-- DATA EXCERPTS follows --

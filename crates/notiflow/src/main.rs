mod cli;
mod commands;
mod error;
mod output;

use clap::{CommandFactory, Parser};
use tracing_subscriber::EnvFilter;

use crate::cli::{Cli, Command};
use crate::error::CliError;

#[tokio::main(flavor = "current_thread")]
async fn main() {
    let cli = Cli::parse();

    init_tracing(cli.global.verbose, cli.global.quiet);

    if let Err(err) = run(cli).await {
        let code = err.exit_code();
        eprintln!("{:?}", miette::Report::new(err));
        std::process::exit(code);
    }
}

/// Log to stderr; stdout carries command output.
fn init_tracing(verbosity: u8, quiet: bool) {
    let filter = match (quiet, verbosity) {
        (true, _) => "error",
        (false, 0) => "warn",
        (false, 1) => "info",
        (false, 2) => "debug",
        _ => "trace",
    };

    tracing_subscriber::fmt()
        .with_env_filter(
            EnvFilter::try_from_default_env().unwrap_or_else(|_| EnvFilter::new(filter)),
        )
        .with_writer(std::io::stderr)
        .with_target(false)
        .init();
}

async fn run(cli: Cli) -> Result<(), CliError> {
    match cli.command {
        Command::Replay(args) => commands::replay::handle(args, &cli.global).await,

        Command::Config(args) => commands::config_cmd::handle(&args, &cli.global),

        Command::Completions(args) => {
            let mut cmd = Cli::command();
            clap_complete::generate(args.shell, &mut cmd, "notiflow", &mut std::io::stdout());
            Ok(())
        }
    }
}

-- DATA EXCERPTS concluded --

Repeat the records. Match them exactly.

filename crates/notiflow/src/main.rs
mod cli;
mod commands;
mod error;
mod output;

use clap::{CommandFactory, Parser};
use tracing_subscriber::EnvFilter;

use crate::cli::{Cli, Command};
use crate::error::CliError;

#[tokio::main(flavor = "current_thread")]
async fn main() {
    let cli = Cli::parse();

    init_tracing(cli.global.verbose, cli.global.quiet);

    if let Err(err) = run(cli).await {
        let code = err.exit_code();
        eprintln!("{:?}", miette::Report::new(err));
        std::process::exit(code);
    }
}

/// Log to stderr; stdout carries command output.
fn init_tracing(verbosity: u8, quiet: bool) {
    let filter = match (quiet, verbosity) {
        (true, _) => "error",
        (false, 0) => "warn",
        (false, 1) => "info",
        (false, 2) => "debug",
        _ => "trace",
    };

    tracing_subscriber::fmt()
        .with_env_filter(
            EnvFilter::try_from_default_env().unwrap_or_else(|_| EnvFilter::new(filter)),
        )
        .with_writer(std::io::stderr)
        .with_target(false)
        .init();
}

async fn run(cli: Cli) -> Result<(), CliError> {
    match cli.command {
        Command::Replay(args) => commands::replay::handle(args, &cli.global).await,

        Command::Config(args) => commands::config_cmd::handle(&args, &cli.global),

        Command::Completions(args) => {
            let mut cmd = Cli::command();
            clap_complete::generate(args.shell, &mut cmd, "notiflow", &mut std::io::stdout());
            Ok(())
        }
    }
}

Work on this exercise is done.